- Task item -
Write out, from the entries below, exactly the lines that run between the lines holding "of Money values." and "fn fmt(&self, f: &mut", inclusive, and stop there.

- Available data -
━━━━━━━━━━━━━━━━

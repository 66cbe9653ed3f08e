//! # Repository Module
//!
//! Database repository implementations for the local record store.
//!
//! ## Repository Pattern
//! ```text
//! ┌─────────────────────────────────────────────────────────────────────────┐
//! │                    Repository Pattern                                   │
//! │                                                                         │
//! │  Write path / sync worker                                              │
//! │       │                                                                 │
//! │       │  db.records().upsert(kind, id, device_id, &payload)            │
//! │       ▼                                                                 │
//! │  RecordRepository                                                      │
//! │  ├── get / upsert                                                      │
//! │  ├── list_pending                                                      │
//! │  ├── mark_synced / mark_status   (conditioned on version)              │
//! │  └── count_by_status / reset_status                                    │
//! │       │                                                                 │
//! │       │  SQL Query                                                      │
//! │       ▼                                                                 │
//! │  SQLite Database                                                       │
//! └─────────────────────────────────────────────────────────────────────────┘
//! ```
//!
//! ## Available Repositories
//!
//! - [`RecordRepository`](record::RecordRepository) - Versioned records and sync status
//! - [`SyncLogRepository`](sync_log::SyncLogRepository) - Append-only sync audit log
//! - [`DeviceRepository`](device::DeviceRepository) - Installation identity

pub mod device;
pub mod record;
pub mod sync_log;

use chrono::{DateTime, SecondsFormat, Utc};

/// Canonical timestamp text for every TEXT timestamp column.
///
/// Fixed-width microseconds with a `Z` suffix, so lexical order in SQL is
/// chronological order.
pub(crate) fn timestamp(at: DateTime<Utc>) -> String {
    at.to_rfc3339_opts(SecondsFormat::Micros, true)
}
//! # Money Type
//!
//! Integer money in paise (1 rupee = 100 paise).
//!
//! ## Why Not f64?
//! ```text
//! ┌─────────────────────────────────────────────────────────────────────────┐
//! │  0.1 + 0.2 = 0.30000000000000004                                        │
//! │                                                                         │
//! │  A farmer's running balance is the sum of hundreds of collections.     │
//! │  Float drift shows up as a paisa of difference between the desktop     │
//! │  ledger and the cloud ledger, which is exactly the kind of mismatch    │
//! │  the sync engine cannot explain to a shop owner.                       │
//! │                                                                         │
//! │  Every stored amount is therefore an i64 count of paise.               │
//! └─────────────────────────────────────────────────────────────────────────┘
//! ```

use serde::{Deserialize, Serialize};
use std::fmt;
use std::ops::{Add, AddAssign, Neg, Sub, SubAssign};
use ts_rs::TS;

/// A monetary value in paise.
///
/// Signed so that refunds and credit ("udhar") balances can go negative.
#[derive(
    Debug, Clone, Copy, Default, PartialEq, Eq, PartialOrd, Ord, Hash, Serialize, Deserialize, TS,
)]
#[ts(export)]
#[serde(transparent)]
pub struct Money(i64);

impl Money {
    /// Creates a Money value from paise.
    ///
    /// ```rust
    /// use milkrecord_core::money::Money;
    ///
    /// let price = Money::from_paise(6400); // ₹64.00
    /// assert_eq!(price.paise(), 6400);
    /// ```
    #[inline]
    pub const fn from_paise(paise: i64) -> Self {
        Money(paise)
    }

    /// Creates a Money value from rupees and paise.
    ///
    /// For negative amounts only the rupee part carries the sign:
    /// `from_rupees_paise(-5, 50)` is -₹5.50.
    #[inline]
    pub const fn from_rupees_paise(rupees: i64, paise: i64) -> Self {
        if rupees < 0 {
            Money(rupees * 100 - paise)
        } else {
            Money(rupees * 100 + paise)
        }
    }

    /// Returns the value in paise.
    #[inline]
    pub const fn paise(&self) -> i64 {
        self.0
    }

    /// Returns the whole-rupee portion.
    #[inline]
    pub const fn rupees(&self) -> i64 {
        self.0 / 100
    }

    /// Returns the paise portion (always 0-99).
    #[inline]
    pub const fn paise_part(&self) -> i64 {
        (self.0 % 100).abs()
    }

    /// Zero rupees.
    #[inline]
    pub const fn zero() -> Self {
        Money(0)
    }

    #[inline]
    pub const fn is_zero(&self) -> bool {
        self.0 == 0
    }

    #[inline]
    pub const fn is_negative(&self) -> bool {
        self.0 < 0
    }

    /// Multiplies a per-unit rate by a fractional quantity (litres, kg).
    ///
    /// ## Rounding
    /// Rounds half away from zero to the nearest paisa, matching how the
    /// collection slip printer rounds.
    ///
    /// ```rust
    /// use milkrecord_core::money::Money;
    ///
    /// let rate = Money::from_paise(4550); // ₹45.50 / litre
    /// assert_eq!(rate.times_quantity(3.25).paise(), 14788); // ₹147.875 → ₹147.88
    /// ```
    pub fn times_quantity(&self, quantity: f64) -> Money {
        Money((self.0 as f64 * quantity).round() as i64)
    }

    /// Sums an iterator of Money values.
    pub fn sum<I: IntoIterator<Item = Money>>(iter: I) -> Money {
        iter.into_iter().fold(Money::zero(), |acc, m| acc + m)
    }
}

impl fmt::Display for Money {
    /// Formats as `₹64.00` / `-₹5.50`.
    fn fmt(&self, f: &mut fmt::Formatter<'_>) -> fmt::Result {
        let sign = if self.0 < 0 { "-" } else { "" };
        write!(
            f,
            "{}₹{}.{:02}",
            sign,
            self.rupees().abs(),
            self.paise_part()
        )
    }
}

impl Add for Money {
    type Output = Money;

    fn add(self, rhs: Money) -> Money {
        Money(self.0 + rhs.0)
    }
}

impl AddAssign for Money {
    fn add_assign(&mut self, rhs: Money) {
        self.0 += rhs.0;
    }
}

impl Sub for Money {
    type Output = Money;

    fn sub(self, rhs: Money) -> Money {
        Money(self.0 - rhs.0)
    }
}

impl SubAssign for Money {
    fn sub_assign(&mut self, rhs: Money) {
        self.0 -= rhs.0;
    }
}

impl Neg for Money {
    type Output = Money;

    fn neg(self) -> Money {
        Money(-self.0)
    }
}

// =============================================================================
// Unit Tests
// =============================================================================
impl SyncAttempt {
    pub fn success(
        device_id: impl Into<String>,
        kind: RecordKind,
        record_id: impl Into<String>,
        action: SyncAction,
        version: i64,
    ) -> Self {
        SyncAttempt {
            device_id: device_id.into(),
            kind,
            record_id: record_id.into(),
            action,
            status: SyncLogStatus::Success,
            error_message: None,
            local_version: Some(version),
            remote_version: None,
        }
    }

    pub fn failed(
        device_id: impl Into<String>,
        kind: RecordKind,
        record_id: impl Into<String>,
        action: SyncAction,
        version: i64,
        error: impl Into<String>,
    ) -> Self {
        SyncAttempt {
            device_id: device_id.into(),
            kind,
            record_id: record_id.into(),
            action,
            status: SyncLogStatus::Failed,
            error_message: Some(error.into()),
            local_version: Some(version),
            remote_version: None,
        }
    }

    /// A conflict carries both versions so an operator can see who was ahead.
    pub fn conflict(
        device_id: impl Into<String>,
        kind: RecordKind,
        record_id: impl Into<String>,
        action: SyncAction,
        local_version: i64,
        remote_version: i64,
    ) -> Self {
        SyncAttempt {
            device_id: device_id.into(),
            kind,
            record_id: record_id.into(),
            action,
            status: SyncLogStatus::Conflict,
            error_message: Some(format!(
                "Remote version {} is ahead of local version {}",
                remote_version, local_version
            )),
            local_version: Some(local_version),
            remote_version: Some(remote_version),
        }
    }
}

// =============================================================================
// Results
// =============================================================================

/// Result of comparing a local version against the remote copy.
#[derive(Debug, Clone, PartialEq)]
pub struct ConflictResult {
    pub has_conflict: bool,
    /// `None` when the remote store has no row for the id.
    pub remote_version: Option<i64>,
    pub remote_payload: Option<serde_json::Value>,
}

impl ConflictResult {
    /// No remote row: first sync of this id.
    pub fn absent() -> Self {
        ConflictResult {
            has_conflict: false,
            remote_version: None,
            remote_payload: None,
        }
    }

    /// Compares versions. Only a strictly greater remote version conflicts.
    pub fn compare(local_version: i64, remote: &StoredRecord) -> Self {
        ConflictResult {
            has_conflict: remote.version > local_version,
            remote_version: Some(remote.version),
            remote_payload: Some(remote.payload.clone()),
        }
    }
}

/// Result of a write-path save.
///
/// `success` reflects the local write only; a failed push never turns a
/// durable save into a failure.
#[derive(Debug, Clone)]
pub struct SaveResult<P> {
    pub success: bool,
    pub stored_record: Option<Record<P>>,
    /// True when the push-on-write reached the remote store.
    pub synced: bool,
    pub message: String,
}

impl<P> SaveResult<P> {
    pub const SAVED_LOCALLY: &'static str = "Saved locally";
    pub const SAVED_AND_SYNCED: &'static str = "Saved and synced to cloud";

    pub fn saved(record: Record<P>, synced: bool) -> Self {
        let message = if synced {
            Self::SAVED_AND_SYNCED
        } else {
            Self::SAVED_LOCALLY
        };

        SaveResult {
            success: true,
            stored_record: Some(record),
            synced,
            message: message.to_string(),
        }
    }

    pub fn failed(reason: impl fmt::Display) -> Self {
        SaveResult {
            success: false,
            stored_record: None,
            synced: false,
            message: format!("Failed to save locally: {}", reason),
        }
    }

    /// The saved record's id, if the save succeeded.
    pub fn id(&self) -> Option<&str> {
        self.stored_record.as_ref().map(|r| r.id.as_str())
    }
}

// =============================================================================
// Unit Tests
// =============================================================================

#[cfg(test)]
mod tests {
    use super::*;
    use crate::payload::Farmer;
    use serde_json::json;

    fn stored(version: i64, payload: serde_json::Value) -> StoredRecord {
        let now = Utc::now();
        Record {
            id: new_record_id(),
            device_id: "device-test".to_string(),
            payload,
            version,
            sync_status: SyncStatus::Pending,
            created_at: now,
            updated_at: now,
        }
    }

    #[test]
    fn test_record_kind_round_trips_table_names() {
        for kind in RecordKind::ALL {
            assert_eq!(kind.table_name().parse::<RecordKind>().unwrap(), kind);
        }
        assert!("payments".parse::<RecordKind>().is_err());
    }

    #[test]
    fn test_record_kind_serializes_as_table_name() {
        let json = serde_json::to_string(&RecordKind::MilkCollections).unwrap();
        assert_eq!(json, "\"milk_collections\"");
    }

    #[test]
    fn test_sync_status_needs_push() {
        assert!(SyncStatus::Pending.needs_push());
        assert!(SyncStatus::Failed.needs_push());
        assert!(!SyncStatus::Synced.needs_push());
        assert!(!SyncStatus::Conflict.needs_push());
        assert_eq!(SyncStatus::default(), SyncStatus::Pending);
    }

    #[test]
    fn test_new_record_ids_are_v7() {
        let a = new_record_id();
        let b = new_record_id();
        assert_ne!(a, b);
        assert_eq!(Uuid::parse_str(&a).unwrap().get_version_num(), 7);
    }

    #[test]
    fn test_decode_typed_payload() {
        let record = stored(
            2,
            json!({"name": "Ramesh", "phone": null, "animal_type": "buffalo", "balance_paise": 0}),
        );
        let farmer: Record<Farmer> = record.decode().unwrap();
        assert_eq!(farmer.payload.name, "Ramesh");
        assert_eq!(farmer.version, 2);
    }

    #[test]
    fn test_decode_rejects_wrong_shape() {
        let record = stored(1, json!({"quantity_litres": 4.0}));
        let err = record.decode::<Farmer>().unwrap_err();
        assert!(err.to_string().contains("farmers"));
    }

    #[test]
    fn test_conflict_only_when_remote_strictly_ahead() {
        let remote = stored(3, json!({}));
        assert!(ConflictResult::compare(2, &remote).has_conflict);
        assert!(!ConflictResult::compare(3, &remote).has_conflict);
        assert!(!ConflictResult::compare(4, &remote).has_conflict);
        assert_eq!(ConflictResult::compare(4, &remote).remote_version, Some(3));
        assert!(!ConflictResult::absent().has_conflict);
    }

    #[test]
    fn test_save_result_messages() {
        let record = stored(1, json!({}));
        assert_eq!(SaveResult::saved(record.clone(), false).message, "Saved locally");
        assert_eq!(
            SaveResult::saved(record, true).message,
            "Saved and synced to cloud"
        );

        let failed = SaveResult::<serde_json::Value>::failed("disk I/O error");
        assert!(!failed.success);
        assert_eq!(failed.message, "Failed to save locally: disk I/O error");
        assert!(failed.id().is_none());
    }

    #[test]
    fn test_conflict_attempt_records_both_versions() {
        let attempt =
            SyncAttempt::conflict("device-a", RecordKind::Sales, "r1", SyncAction::Sync, 2, 5);
        assert_eq!(attempt.status, SyncLogStatus::Conflict);
        assert_eq!(attempt.local_version, Some(2));
        assert_eq!(attempt.remote_version, Some(5));
    }
}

━━━━━━━━━━━━━━━━

- Task answer -
    /// Sums an iterator of Money values.
    pub fn sum<I: IntoIterator<Item = Money>>(iter: I) -> Money {
        iter.into_iter().fold(Money::zero(), |acc, m| acc + m)
    }
}

impl fmt::Display for Money {
    /// Formats as `₹64.00` / `-₹5.50`.
    fn fmt(&self, f: &mut fmt::Formatter<'_>) -> fmt::Result {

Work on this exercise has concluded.